Dijo que las subvenciones actuales de Washington están "bien", pero no es suficiente dinero para sostener la enorme demandas impuestas al sistema.

“El modelo de un hospital o el modelo de un centro de salud o el modelo de un consultorio médico, para el caso, la mayoría de sus ingresos provienen de los pagos del seguro. Si la mayoría de los ingresos se detienen, eres como el ... restaurante al final de la calle que ahora está completamente cerrado sin negocios ", dijo Rosenbaum.

Es importante tener en cuenta que una opción pública todavía está separada de" atención médica universal ”Visto en países europeos o incluso en un sistema estandarizado de pagador único propuesto por otros candidatos demócratas anteriormente en las elecciones actuales.

No garantizaría cobertura para todos en general. En cambio, ofrece una alternativa al sistema de salud actual, dando a más personas la oportunidad de acceder a la cobertura.

Las desigualdades y las brechas en el acceso permanecerían; no sería una solución mágica para todos los problemas de nuestro sistema actual. .

No todos los proveedores optarían por este sistema, se deberían adoptar realidades como el aumento de impuestos para lograr la reforma, y ​​los problemas de financiación que cita Rosenbaum no se solucionarían solo con una opción pública.

Un "momento de enseñanza" para el sistema de salud actual (y futuro) de Estados Unidos

Independientemente de si se discute cómo se sustenta el sistema de salud o cómo se logra la reforma del seguro, está claro que COVID-19 ha proporcionado Estados Unidos con un "momento de enseñanza" extremo, dijo Pollitz.

"Hasta el estallido, existía el hecho de que tal vez todos los candidatos del lado demócrata estaban de acuerdo en que era necesario mejorar", explicó Pollitz. "Todos acordaron que los planes públicos tienen que ser una pieza de la solución, si no la solución".

En el extremo opuesto del espectro, la administración Trump está actualmente entablando una demanda "para eliminar la Ley del Cuidado de Salud a Bajo Precio, lo que significaría más brechas en la cobertura para las personas, ninguna opción real para ellos ”, agregó.
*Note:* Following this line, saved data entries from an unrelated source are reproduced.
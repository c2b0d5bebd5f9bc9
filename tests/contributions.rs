mod common;

use common::*;
use histbeam::memory::{HistoryBuilder, MemoryCellStore};
use histbeam::{
    Contribution, ContributionType, ContributionView, Error, OsmType, TimestampMs, Timestamps,
    View,
};
use std::collections::BTreeMap;
use std::sync::Arc;

/// Two instants bound exactly one edit, but it is the creation at the lower
/// bound rather than the modification at 200. Contributions cover
/// `[first, last)`, and an edit at the last instant would have no bucket to
/// floor into, since floor matching rejects `t >= last`.
#[test]
fn interval_endpoints_bound_exactly_one_edit() -> anyhow::Result<()> {
    let mut store = MemoryCellStore::default();
    store.insert(
        HistoryBuilder::node(1)
            .point(100, &[("amenity", "cafe")], (8.68, 49.41))
            .point(200, &[("amenity", "restaurant")], (8.68, 49.41))
            .build(),
    );
    let query = ContributionView::on(sequential(Arc::new(store)))
        .timestamps(Timestamps::new([100, 200])?);
    assert_eq!(query.count()?, 1);
    let only = query.collect()?;
    assert!(only[0].is(ContributionType::Creation));
    assert_eq!(only[0].next_timestamp(), 200);
    Ok(())
}

#[test]
fn edits_are_classified() -> anyhow::Result<()> {
    let backend = sequential(Arc::new(town()));
    let by_kind = ContributionView::on(backend)
        .timestamps(Timestamps::new([100, 500])?)
        .aggregate_by(|c: &Contribution| c.activities().iter().collect::<Vec<_>>())
        .count()?;
    let expected: BTreeMap<Vec<ContributionType>, u64> = [
        (vec![ContributionType::Creation], 5),
        (vec![ContributionType::Deletion], 1),
        (vec![ContributionType::TagChange], 1),
        (vec![ContributionType::GeometryChange], 1),
    ]
    .into_iter()
    .collect();
    assert_eq!(by_kind, expected);
    Ok(())
}

#[test]
fn edits_are_bucketed_below_the_last_instant() -> anyhow::Result<()> {
    let backend = sequential(Arc::new(town()));
    let counts = ContributionView::on(backend)
        .timestamps(every_hundred())
        .aggregate_by_timestamp()?
        .count()?;
    let expected: BTreeMap<TimestampMs, u64> =
        [(100, 3), (200, 2), (300, 2), (400, 1)].into_iter().collect();
    assert_eq!(counts, expected);
    Ok(())
}

#[test]
fn deletions_keep_the_previous_state() -> anyhow::Result<()> {
    let backend = sequential(Arc::new(town()));
    let bench = ContributionView::on(backend)
        .timestamps(every_hundred())
        .osm_tag_value("amenity", "bench")
        .collect()?;
    assert_eq!(bench.len(), 2);
    let deletion = &bench[1];
    assert!(deletion.is(ContributionType::Deletion));
    assert!(deletion.after().is_none());
    assert_eq!(
        deletion.entity_before().map(|e| e.version),
        Some(1),
        "the deleted state is the one before the edit"
    );
    assert_eq!(bench[0].next_timestamp(), 350);
    assert_eq!(deletion.next_timestamp(), 500);
    Ok(())
}

#[test]
fn filters_see_either_side_of_an_edit() -> anyhow::Result<()> {
    let backend = sequential(Arc::new(town()));
    let mut buildings = ContributionView::on(backend)
        .timestamps(every_hundred())
        .filter_str("building=*")?
        .map(|c: &Contribution| c.entity_key())
        .collect()?;
    buildings.sort_unstable();
    assert_eq!(
        buildings,
        vec![(OsmType::Way, 10), (OsmType::Way, 10), (OsmType::Way, 12)]
    );
    Ok(())
}

#[test]
fn distinct_entities_and_changesets() -> anyhow::Result<()> {
    let mut store = MemoryCellStore::default();
    store.insert(
        HistoryBuilder::node(1)
            .point(100, &[("amenity", "cafe")], (8.68, 49.41))
            .changeset(77)
            .point(150, &[("amenity", "bar")], (8.68, 49.41))
            .changeset(78)
            .build(),
    );
    store.insert(
        HistoryBuilder::node(2)
            .point(120, &[("amenity", "pub")], (8.69, 49.41))
            .changeset(77)
            .build(),
    );
    let query = ContributionView::on(sequential(Arc::new(store))).timestamps(every_hundred());
    assert_eq!(query.map(|c: &Contribution| c.entity_key()).count_uniq()?, 2);
    assert_eq!(query.map(Contribution::changeset_id).count_uniq()?, 2);
    Ok(())
}

#[test]
fn edits_outside_a_custom_index_fail_the_query() -> anyhow::Result<()> {
    let backend = sequential(Arc::new(town()));
    let result = ContributionView::on(backend)
        .timestamps(every_hundred())
        .aggregate_by_timestamp_with(|_: &Contribution| 999)?
        .count();
    assert!(matches!(
        result,
        Err(Error::TimestampOutOfRange { timestamp: 999, .. })
    ));
    Ok(())
}

#[test]
fn a_single_instant_covers_no_edits() -> anyhow::Result<()> {
    let backend = sequential(Arc::new(town()));
    let counts = ContributionView::on(backend)
        .timestamps(Timestamps::single(300))
        .aggregate_by_timestamp()?
        .count()?;
    let expected: BTreeMap<TimestampMs, u64> = [(300, 0)].into_iter().collect();
    assert_eq!(counts, expected);
    Ok(())
}
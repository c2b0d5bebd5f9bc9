//! Derive cheap pre-filters from a structured filter.
//!
//! Two independent passes, each of which may only narrow the search:
//!
//! 1. Walk the top-level conjunction. Positive tag terms become a history
//!    pre-filter (some version carries the tag) and an entity filter (this
//!    version carries it); type terms intersect the active type set.
//! 2. Expand to DNF, intersect the types each clause admits, union across
//!    clauses and intersect the active set with the result. Only `type:`
//!    terms take part: a geometry kind depends on how the collaborator
//!    resolved the entity, so it says nothing certain about its type.
//!
//! The result is a hint. The full expression still decides every item.

use super::FilterExpression as F;
use crate::collaborator::{EntityPredicate, HistoryPredicate};
use crate::osm::OsmTypeSet;
use std::sync::Arc;
use tracing::debug;

/// Expansions beyond this many clauses skip the type-narrowing pass.
const MAX_DNF_CLAUSES: usize = 1024;

#[derive(Clone)]
pub struct OptimizedFilter {
    pub types: OsmTypeSet,
    pub pre_filter: HistoryPredicate,
    pub filter: EntityPredicate,
}

impl std::fmt::Debug for OptimizedFilter {
    fn fmt(&self, f: &mut std::fmt::Formatter<'_>) -> std::fmt::Result {
        f.debug_struct("OptimizedFilter")
            .field("types", &self.types)
            .finish_non_exhaustive()
    }
}

pub fn optimize(expr: Option<&F>, types: OsmTypeSet) -> OptimizedFilter {
    let Some(expr) = expr else {
        return OptimizedFilter {
            types,
            pre_filter: Arc::new(|_| true),
            filter: Arc::new(|_| true),
        };
    };

    let mut tag_terms = Vec::new();
    let mut types = types;
    collect_conjuncts(expr, &mut tag_terms, &mut types);
    let types = types.intersect(dnf_types(expr));

    debug!(
        filter = %expr,
        ?types,
        tag_terms = tag_terms.len(),
        "optimized filter"
    );

    let terms: Arc<[F]> = tag_terms.into();
    let history_terms = Arc::clone(&terms);
    OptimizedFilter {
        types,
        pre_filter: Arc::new(move |history| {
            history_terms
                .iter()
                .all(|t| history.any_version(|e| t.applies_to_tags(e).unwrap_or(true)))
        }),
        filter: Arc::new(move |entity| {
            terms.iter().all(|t| t.applies_to_tags(entity).unwrap_or(true))
        }),
    }
}

fn collect_conjuncts(expr: &F, tag_terms: &mut Vec<F>, types: &mut OsmTypeSet) {
    match expr {
        F::And(a, b) => {
            collect_conjuncts(a, tag_terms, types);
            collect_conjuncts(b, tag_terms, types);
        }
        F::TagExists { .. } | F::TagEquals { .. } | F::TagEqualsAny { .. } => {
            tag_terms.push(expr.clone());
        }
        F::Type(allowed) => *types = types.intersect(*allowed),
        _ => {}
    }
}

fn dnf_types(expr: &F) -> OsmTypeSet {
    if expr.dnf_size() > MAX_DNF_CLAUSES {
        debug!(filter = %expr, "filter too large for type narrowing");
        return OsmTypeSet::all();
    }
    expr.to_dnf()
        .iter()
        .map(|clause| {
            clause.iter().fold(OsmTypeSet::all(), |acc, term| match term {
                F::Type(allowed) => acc.intersect(*allowed),
                _ => acc,
            })
        })
        .fold(OsmTypeSet::empty(), OsmTypeSet::union)
}

#[cfg(test)]
mod tests {
    use super::*;
    use crate::osm::OsmType;

    #[test]
    fn or_of_typed_clauses_narrows_to_union() {
        let e = F::parse("(type:node and amenity=*) or geometry:polygon").unwrap();
        let o = optimize(Some(&e), OsmTypeSet::all());
        assert_eq!(o.types, OsmTypeSet::all());

        let e = F::parse("(type:node and a=*) or (type:way and b=*)").unwrap();
        let o = optimize(Some(&e), OsmTypeSet::all());
        assert_eq!(o.types, OsmTypeSet::of(OsmType::Node).with(OsmType::Way));
    }

    #[test]
    fn geometry_kinds_do_not_narrow_types() {
        for text in ["geometry:point", "geometry:line and building=*", "not geometry:other"] {
            let e = F::parse(text).unwrap();
            assert_eq!(optimize(Some(&e), OsmTypeSet::all()).types, OsmTypeSet::all(), "{text}");
        }
    }

    #[test]
    fn conjunction_intersects_types() {
        let e = F::parse("type:node,way and highway=* and type:way,relation").unwrap();
        let o = optimize(Some(&e), OsmTypeSet::all());
        assert_eq!(o.types, OsmTypeSet::of(OsmType::Way));
        let o = optimize(Some(&F::Constant(false)), OsmTypeSet::all());
        assert!(o.types.is_empty());
    }
}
Incluso ahora, cuando la pandemia comienza a alcanzar su punto máximo y millones de estadounidenses están perdiendo su seguro debido a despidos laborales, la administración Trump anunció que no reabriría los mercados en línea de la Ley del Cuidado de Salud a Bajo Precio a nuevos posibles clientes.

Esto se produce cuando los expertos afirman que el número de casos reales podría ser mucho mayor de lo que se informa actualmente dado el bajo nivel de pruebas y la respuesta peligrosamente estancada del gobierno durante los primeros meses de la pandemia.

Si bien el área urbana densamente poblada más grande del país, la ciudad de Nueva York, fue en un momento el "epicentro" del brote, en otros grandes ciudades como Los Ángeles y Seattle también están siendo golpe, mientras que las áreas rurales más remotas con un acceso significativamente menor a los recursos y grandes instalaciones de salud podrían ser las siguientes.

Parece que la necesidad de un mayor acceso a la atención médica sería mayor que nunca. Puede haber resistencia política en los rincones conservadores a la reforma del sistema de salud, pero Pollitz cree que los vientos en contra del público están cambiando.

“A la gente le gusta la idea de que exista un plan público durante estas crisis, especialmente con precios imposibles para cualquier servicio ", dijo.